Exercise instructions:
The response should contain only those lines of the entries below that include the string "RegisteredClient".

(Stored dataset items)
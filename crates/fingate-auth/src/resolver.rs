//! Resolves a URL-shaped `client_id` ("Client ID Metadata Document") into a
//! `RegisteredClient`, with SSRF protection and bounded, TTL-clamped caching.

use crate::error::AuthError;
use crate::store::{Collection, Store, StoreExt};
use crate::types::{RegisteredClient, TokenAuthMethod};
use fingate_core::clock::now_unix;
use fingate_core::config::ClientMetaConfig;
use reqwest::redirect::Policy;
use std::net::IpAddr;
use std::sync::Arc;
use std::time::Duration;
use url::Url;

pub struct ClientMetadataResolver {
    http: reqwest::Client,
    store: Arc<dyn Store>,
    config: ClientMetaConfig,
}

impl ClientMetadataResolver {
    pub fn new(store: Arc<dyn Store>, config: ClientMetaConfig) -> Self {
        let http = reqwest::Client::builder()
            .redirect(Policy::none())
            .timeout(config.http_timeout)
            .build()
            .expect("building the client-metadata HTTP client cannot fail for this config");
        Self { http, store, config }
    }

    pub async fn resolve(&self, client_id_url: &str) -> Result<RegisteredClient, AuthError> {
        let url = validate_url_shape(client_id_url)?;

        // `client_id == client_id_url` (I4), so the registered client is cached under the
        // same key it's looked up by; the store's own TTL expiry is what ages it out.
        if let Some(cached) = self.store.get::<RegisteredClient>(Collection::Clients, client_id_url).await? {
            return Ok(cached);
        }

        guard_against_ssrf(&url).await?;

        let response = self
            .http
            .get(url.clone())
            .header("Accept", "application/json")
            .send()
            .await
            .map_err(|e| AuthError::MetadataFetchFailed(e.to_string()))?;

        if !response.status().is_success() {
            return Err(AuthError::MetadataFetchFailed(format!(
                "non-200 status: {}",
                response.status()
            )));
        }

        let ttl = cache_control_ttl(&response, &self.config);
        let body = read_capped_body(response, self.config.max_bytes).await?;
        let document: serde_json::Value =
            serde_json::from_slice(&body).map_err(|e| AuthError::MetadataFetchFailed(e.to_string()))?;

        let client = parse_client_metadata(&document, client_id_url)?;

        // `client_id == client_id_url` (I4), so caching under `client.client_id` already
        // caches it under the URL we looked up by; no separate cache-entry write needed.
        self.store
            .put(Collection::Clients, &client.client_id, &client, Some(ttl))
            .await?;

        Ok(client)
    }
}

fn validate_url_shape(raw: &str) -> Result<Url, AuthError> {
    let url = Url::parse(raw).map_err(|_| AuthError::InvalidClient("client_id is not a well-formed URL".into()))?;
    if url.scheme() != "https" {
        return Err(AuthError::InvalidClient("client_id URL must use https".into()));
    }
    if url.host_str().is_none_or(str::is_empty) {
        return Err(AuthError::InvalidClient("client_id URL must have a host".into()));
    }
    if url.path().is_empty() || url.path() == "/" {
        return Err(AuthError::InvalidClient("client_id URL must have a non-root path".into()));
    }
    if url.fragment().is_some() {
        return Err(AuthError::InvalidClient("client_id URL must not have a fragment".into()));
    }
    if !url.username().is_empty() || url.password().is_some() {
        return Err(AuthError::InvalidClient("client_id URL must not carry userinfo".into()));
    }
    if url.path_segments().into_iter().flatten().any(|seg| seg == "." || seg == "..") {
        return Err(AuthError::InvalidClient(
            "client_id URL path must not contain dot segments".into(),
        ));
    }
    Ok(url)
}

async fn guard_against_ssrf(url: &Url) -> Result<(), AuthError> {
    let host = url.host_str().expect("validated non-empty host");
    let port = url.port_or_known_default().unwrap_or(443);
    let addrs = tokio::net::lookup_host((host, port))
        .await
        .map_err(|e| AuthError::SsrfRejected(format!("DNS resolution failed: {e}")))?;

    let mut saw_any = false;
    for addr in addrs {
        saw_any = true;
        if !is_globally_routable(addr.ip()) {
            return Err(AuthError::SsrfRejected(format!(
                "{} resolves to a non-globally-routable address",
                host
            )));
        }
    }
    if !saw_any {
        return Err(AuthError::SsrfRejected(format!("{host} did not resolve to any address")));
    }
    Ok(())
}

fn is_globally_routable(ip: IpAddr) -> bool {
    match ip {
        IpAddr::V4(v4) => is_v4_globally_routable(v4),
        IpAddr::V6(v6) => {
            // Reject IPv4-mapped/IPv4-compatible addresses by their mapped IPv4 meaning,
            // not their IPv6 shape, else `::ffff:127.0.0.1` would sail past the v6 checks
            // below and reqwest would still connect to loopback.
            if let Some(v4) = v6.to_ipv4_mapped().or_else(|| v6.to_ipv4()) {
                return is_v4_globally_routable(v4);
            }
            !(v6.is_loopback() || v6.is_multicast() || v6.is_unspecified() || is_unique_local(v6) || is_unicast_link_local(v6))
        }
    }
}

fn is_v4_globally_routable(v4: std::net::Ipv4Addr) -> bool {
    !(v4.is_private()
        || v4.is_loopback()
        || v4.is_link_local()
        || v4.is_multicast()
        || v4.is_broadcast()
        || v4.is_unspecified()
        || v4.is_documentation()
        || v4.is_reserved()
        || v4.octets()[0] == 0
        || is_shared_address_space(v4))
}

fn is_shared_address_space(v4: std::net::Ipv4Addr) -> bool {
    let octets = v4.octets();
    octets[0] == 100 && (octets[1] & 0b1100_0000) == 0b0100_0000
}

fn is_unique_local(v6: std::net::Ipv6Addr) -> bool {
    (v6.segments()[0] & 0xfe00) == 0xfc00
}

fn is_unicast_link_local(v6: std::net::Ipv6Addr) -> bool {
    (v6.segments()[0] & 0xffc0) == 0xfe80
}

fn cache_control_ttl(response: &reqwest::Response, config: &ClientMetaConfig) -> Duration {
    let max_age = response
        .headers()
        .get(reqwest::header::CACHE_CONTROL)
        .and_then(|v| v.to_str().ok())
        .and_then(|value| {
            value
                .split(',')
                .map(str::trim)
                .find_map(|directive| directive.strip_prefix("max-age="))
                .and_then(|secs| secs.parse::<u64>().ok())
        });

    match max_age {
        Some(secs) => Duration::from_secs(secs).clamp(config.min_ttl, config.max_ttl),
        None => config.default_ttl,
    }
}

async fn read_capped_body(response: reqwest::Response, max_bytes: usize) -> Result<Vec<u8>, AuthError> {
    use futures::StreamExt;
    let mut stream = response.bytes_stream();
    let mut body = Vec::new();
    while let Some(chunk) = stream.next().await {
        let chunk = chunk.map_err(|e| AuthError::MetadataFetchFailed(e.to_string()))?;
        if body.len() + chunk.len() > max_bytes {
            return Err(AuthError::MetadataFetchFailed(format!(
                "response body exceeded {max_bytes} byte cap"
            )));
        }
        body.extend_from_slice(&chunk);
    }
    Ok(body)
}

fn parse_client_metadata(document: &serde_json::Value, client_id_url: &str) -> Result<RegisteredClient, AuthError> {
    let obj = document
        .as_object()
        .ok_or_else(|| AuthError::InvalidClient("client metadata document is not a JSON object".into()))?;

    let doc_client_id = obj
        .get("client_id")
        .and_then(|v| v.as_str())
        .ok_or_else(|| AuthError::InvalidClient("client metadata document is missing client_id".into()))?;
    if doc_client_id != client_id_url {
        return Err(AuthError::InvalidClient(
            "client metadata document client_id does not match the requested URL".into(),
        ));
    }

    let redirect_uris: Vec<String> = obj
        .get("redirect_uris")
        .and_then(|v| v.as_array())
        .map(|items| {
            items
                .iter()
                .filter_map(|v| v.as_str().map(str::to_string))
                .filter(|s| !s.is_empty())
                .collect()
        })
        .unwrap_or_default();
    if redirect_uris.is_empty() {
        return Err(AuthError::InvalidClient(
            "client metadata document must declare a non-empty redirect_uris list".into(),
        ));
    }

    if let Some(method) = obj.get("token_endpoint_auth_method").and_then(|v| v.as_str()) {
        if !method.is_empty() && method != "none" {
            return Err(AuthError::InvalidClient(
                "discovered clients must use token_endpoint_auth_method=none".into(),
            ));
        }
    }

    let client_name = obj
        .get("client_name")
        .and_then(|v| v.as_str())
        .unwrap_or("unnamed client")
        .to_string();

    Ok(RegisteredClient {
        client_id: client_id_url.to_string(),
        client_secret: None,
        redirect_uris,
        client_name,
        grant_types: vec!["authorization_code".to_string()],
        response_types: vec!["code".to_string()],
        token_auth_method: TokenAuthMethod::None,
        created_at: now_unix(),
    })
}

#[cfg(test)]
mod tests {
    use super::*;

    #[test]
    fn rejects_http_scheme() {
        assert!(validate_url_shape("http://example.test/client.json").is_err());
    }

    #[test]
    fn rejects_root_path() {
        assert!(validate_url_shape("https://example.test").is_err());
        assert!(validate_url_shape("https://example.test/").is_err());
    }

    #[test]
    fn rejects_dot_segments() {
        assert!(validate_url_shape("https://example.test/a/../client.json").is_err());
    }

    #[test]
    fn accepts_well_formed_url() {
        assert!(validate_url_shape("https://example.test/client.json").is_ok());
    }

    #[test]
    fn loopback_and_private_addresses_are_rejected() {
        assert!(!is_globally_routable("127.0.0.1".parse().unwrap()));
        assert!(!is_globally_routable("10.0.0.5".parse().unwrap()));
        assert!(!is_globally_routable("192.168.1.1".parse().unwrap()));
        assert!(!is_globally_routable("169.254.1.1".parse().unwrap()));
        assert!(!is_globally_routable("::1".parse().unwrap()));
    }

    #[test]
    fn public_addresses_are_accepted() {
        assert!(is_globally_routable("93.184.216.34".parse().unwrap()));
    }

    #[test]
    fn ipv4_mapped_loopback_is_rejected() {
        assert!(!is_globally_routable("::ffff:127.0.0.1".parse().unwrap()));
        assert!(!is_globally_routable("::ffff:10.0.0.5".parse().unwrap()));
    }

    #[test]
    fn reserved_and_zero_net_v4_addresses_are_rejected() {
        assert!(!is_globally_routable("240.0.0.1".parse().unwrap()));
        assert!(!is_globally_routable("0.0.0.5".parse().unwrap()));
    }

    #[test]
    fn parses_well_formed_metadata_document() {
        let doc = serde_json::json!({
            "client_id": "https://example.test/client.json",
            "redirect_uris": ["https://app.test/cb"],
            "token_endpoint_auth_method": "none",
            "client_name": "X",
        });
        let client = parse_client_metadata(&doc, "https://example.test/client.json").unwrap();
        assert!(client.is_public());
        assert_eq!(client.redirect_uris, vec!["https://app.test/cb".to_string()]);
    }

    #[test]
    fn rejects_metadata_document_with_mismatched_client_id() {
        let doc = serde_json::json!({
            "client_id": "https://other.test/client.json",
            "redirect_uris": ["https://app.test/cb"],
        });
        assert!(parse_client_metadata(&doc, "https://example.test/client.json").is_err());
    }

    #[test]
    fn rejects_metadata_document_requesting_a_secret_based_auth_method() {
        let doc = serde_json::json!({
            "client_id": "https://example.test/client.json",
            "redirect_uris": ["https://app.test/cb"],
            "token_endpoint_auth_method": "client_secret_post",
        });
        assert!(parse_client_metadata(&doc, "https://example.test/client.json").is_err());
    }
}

Your solution:
//! `RegisteredClient`, with SSRF protection and bounded, TTL-clamped caching.
use crate::types::{RegisteredClient, TokenAuthMethod};
    pub async fn resolve(&self, client_id_url: &str) -> Result<RegisteredClient, AuthError> {
        if let Some(cached) = self.store.get::<RegisteredClient>(Collection::Clients, client_id_url).await? {
fn parse_client_metadata(document: &serde_json::Value, client_id_url: &str) -> Result<RegisteredClient, AuthError> {
    Ok(RegisteredClient {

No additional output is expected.